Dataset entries
*** Block opens ***

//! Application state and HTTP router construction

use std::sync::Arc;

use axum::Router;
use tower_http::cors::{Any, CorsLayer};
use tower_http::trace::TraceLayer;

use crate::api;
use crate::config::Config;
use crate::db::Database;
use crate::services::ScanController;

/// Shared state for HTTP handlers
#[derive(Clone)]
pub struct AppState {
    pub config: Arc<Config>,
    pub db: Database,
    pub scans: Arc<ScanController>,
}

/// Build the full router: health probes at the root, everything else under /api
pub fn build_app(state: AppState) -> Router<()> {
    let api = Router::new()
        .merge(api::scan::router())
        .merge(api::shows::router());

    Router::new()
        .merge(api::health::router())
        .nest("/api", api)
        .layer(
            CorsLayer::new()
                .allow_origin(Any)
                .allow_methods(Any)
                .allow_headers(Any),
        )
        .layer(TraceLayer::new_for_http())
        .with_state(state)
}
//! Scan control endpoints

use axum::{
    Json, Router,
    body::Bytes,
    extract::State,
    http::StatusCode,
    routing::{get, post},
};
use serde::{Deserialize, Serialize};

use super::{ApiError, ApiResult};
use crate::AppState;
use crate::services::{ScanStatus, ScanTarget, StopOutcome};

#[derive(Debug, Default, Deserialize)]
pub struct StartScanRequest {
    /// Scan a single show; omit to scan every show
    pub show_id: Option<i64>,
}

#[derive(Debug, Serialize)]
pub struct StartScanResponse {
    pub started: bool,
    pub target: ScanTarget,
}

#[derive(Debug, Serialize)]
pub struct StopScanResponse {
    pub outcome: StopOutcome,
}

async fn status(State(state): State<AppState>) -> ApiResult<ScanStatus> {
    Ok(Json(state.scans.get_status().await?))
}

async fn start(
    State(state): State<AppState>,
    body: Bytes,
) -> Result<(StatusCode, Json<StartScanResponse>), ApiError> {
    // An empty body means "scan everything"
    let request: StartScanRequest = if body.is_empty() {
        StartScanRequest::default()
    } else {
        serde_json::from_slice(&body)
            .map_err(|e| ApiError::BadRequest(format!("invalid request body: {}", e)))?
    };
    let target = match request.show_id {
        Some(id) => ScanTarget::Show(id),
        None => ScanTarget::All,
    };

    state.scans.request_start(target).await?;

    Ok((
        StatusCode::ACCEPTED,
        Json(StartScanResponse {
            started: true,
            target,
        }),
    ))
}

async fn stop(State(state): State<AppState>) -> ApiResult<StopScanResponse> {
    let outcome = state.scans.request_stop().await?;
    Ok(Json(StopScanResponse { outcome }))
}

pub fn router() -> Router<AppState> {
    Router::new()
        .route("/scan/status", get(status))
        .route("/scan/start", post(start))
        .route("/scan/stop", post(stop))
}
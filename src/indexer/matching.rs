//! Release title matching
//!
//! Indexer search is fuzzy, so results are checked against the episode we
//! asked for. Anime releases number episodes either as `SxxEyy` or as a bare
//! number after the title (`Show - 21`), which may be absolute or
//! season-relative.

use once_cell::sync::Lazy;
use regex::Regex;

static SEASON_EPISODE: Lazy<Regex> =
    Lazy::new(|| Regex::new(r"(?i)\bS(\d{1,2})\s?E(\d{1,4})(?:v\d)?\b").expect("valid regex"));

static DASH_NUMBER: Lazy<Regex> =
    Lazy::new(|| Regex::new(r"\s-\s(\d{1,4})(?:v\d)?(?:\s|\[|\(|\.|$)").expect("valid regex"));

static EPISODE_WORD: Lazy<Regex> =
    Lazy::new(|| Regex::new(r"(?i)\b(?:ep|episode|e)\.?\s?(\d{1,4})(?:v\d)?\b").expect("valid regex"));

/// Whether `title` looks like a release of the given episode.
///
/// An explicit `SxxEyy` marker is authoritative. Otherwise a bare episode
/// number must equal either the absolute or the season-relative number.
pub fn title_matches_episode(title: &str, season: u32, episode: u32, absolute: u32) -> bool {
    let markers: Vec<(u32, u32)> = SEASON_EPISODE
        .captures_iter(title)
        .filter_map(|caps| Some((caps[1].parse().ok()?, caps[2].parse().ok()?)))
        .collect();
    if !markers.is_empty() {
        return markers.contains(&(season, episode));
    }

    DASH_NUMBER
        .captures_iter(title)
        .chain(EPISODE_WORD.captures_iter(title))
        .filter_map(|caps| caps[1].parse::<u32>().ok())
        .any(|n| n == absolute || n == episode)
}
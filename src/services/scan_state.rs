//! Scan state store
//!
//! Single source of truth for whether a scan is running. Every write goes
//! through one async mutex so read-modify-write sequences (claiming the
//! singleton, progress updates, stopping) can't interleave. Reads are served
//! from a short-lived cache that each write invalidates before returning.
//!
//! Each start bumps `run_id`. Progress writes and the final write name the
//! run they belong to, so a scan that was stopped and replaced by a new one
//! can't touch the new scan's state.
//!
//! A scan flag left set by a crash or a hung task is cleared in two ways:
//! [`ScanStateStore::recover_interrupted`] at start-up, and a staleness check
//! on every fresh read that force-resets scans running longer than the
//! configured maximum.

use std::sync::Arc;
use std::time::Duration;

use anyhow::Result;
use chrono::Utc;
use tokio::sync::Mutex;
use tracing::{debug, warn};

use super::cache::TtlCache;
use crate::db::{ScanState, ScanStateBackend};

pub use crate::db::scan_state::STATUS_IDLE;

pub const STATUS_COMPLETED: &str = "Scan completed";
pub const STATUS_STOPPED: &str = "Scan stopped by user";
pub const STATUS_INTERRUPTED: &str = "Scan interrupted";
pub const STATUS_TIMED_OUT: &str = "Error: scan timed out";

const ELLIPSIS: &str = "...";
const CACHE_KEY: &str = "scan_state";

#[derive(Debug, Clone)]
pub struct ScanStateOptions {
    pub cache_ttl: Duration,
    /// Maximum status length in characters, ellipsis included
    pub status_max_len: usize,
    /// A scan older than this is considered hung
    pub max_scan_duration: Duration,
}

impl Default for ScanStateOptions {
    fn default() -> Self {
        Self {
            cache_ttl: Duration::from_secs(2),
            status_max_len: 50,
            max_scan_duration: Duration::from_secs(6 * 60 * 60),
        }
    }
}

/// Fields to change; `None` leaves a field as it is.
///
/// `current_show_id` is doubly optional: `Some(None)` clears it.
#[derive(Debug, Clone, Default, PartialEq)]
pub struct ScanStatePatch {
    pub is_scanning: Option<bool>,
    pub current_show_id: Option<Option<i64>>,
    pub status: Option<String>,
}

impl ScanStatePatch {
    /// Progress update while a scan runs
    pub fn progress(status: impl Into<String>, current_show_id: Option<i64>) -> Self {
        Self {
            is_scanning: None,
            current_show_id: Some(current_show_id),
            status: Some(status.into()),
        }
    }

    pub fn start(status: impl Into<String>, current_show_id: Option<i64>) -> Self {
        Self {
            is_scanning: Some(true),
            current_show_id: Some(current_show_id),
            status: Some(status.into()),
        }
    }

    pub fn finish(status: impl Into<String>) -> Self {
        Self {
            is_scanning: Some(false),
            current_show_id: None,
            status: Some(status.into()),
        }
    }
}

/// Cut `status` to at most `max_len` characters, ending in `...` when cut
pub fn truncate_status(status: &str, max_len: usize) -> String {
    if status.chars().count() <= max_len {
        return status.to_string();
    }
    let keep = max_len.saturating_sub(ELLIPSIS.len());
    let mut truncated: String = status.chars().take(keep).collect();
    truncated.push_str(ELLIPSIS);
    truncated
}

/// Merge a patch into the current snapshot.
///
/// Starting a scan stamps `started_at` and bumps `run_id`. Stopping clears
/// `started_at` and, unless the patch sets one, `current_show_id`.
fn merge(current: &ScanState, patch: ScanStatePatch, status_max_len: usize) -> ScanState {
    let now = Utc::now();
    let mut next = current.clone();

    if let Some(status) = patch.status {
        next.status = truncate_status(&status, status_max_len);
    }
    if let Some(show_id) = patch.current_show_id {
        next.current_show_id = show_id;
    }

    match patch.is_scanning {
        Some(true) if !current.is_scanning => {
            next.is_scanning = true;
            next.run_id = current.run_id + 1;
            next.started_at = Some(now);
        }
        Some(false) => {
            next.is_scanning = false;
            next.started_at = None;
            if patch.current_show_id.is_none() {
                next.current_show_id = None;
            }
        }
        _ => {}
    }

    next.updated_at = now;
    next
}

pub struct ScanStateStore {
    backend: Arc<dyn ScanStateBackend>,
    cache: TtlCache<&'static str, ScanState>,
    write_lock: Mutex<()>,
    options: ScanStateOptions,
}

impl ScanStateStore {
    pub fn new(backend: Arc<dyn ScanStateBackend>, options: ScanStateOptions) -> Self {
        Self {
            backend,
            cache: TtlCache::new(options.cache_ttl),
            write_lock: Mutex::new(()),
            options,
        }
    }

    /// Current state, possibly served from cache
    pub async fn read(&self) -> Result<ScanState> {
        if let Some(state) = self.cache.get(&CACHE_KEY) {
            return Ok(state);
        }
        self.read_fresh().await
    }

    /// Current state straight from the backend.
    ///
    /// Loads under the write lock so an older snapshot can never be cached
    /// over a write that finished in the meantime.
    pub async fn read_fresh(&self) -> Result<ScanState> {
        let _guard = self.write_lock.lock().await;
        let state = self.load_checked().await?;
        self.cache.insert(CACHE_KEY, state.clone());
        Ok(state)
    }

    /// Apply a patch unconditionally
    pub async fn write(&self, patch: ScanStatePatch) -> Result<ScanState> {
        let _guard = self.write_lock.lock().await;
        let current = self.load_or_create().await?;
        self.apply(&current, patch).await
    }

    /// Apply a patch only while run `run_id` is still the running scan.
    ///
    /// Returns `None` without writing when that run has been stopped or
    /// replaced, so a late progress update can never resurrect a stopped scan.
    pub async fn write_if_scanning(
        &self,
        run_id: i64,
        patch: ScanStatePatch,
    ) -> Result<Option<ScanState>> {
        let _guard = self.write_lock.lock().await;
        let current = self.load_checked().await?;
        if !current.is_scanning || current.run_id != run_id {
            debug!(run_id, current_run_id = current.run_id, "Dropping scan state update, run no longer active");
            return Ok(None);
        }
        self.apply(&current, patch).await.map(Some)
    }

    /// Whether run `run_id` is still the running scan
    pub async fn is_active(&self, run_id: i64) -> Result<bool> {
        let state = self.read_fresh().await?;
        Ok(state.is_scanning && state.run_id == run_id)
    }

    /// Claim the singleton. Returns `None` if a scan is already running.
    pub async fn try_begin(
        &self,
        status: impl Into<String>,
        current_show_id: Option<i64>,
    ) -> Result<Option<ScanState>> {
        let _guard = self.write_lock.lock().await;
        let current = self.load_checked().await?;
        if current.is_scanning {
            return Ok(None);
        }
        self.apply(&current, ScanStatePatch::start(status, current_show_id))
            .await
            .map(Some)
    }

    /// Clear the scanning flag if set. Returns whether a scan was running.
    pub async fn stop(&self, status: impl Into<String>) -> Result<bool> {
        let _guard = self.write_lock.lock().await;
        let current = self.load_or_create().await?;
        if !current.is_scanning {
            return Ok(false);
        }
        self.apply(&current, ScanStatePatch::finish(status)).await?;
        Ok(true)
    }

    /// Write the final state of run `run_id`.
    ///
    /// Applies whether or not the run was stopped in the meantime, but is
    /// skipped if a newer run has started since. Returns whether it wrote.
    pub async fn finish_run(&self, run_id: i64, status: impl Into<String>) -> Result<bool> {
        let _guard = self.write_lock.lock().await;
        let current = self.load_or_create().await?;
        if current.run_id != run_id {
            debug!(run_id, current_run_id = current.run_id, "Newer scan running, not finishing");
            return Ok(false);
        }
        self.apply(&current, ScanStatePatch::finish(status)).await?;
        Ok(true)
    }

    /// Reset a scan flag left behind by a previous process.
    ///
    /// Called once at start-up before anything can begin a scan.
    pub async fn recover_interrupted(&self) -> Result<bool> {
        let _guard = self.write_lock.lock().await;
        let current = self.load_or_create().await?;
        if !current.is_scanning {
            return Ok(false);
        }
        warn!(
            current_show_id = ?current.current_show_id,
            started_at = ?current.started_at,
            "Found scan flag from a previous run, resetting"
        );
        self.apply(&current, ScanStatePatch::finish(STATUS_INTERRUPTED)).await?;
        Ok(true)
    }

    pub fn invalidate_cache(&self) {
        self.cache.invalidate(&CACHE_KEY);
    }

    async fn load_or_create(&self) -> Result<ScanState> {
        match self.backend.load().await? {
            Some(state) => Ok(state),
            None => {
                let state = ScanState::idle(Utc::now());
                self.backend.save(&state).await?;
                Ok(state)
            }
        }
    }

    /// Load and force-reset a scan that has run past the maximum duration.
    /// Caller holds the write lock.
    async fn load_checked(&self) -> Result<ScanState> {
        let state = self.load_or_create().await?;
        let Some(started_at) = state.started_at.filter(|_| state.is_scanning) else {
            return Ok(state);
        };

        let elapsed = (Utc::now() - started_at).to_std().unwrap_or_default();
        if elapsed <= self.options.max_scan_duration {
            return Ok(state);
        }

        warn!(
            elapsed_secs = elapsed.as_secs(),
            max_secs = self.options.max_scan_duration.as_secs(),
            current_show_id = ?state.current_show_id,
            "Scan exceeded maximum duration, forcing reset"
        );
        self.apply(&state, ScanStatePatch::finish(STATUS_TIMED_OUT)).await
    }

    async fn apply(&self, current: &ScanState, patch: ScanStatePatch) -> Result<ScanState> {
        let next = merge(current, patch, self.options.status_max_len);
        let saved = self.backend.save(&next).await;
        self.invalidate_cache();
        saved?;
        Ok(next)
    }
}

*** Block closes ***

◆ WORK REQUEST: Beginning at the line with "let mut truncated: String" and stopping after the line with "and, unless the", please write out every line of the data above exactly and nothing else.

◆ OUTPUT FOR THIS EXERCISE:
    let mut truncated: String = status.chars().take(keep).collect();
    truncated.push_str(ELLIPSIS);
    truncated
}

/// Merge a patch into the current snapshot.
///
/// Starting a scan stamps `started_at` and bumps `run_id`. Stopping clears
/// `started_at` and, unless the patch sets one, `current_show_id`.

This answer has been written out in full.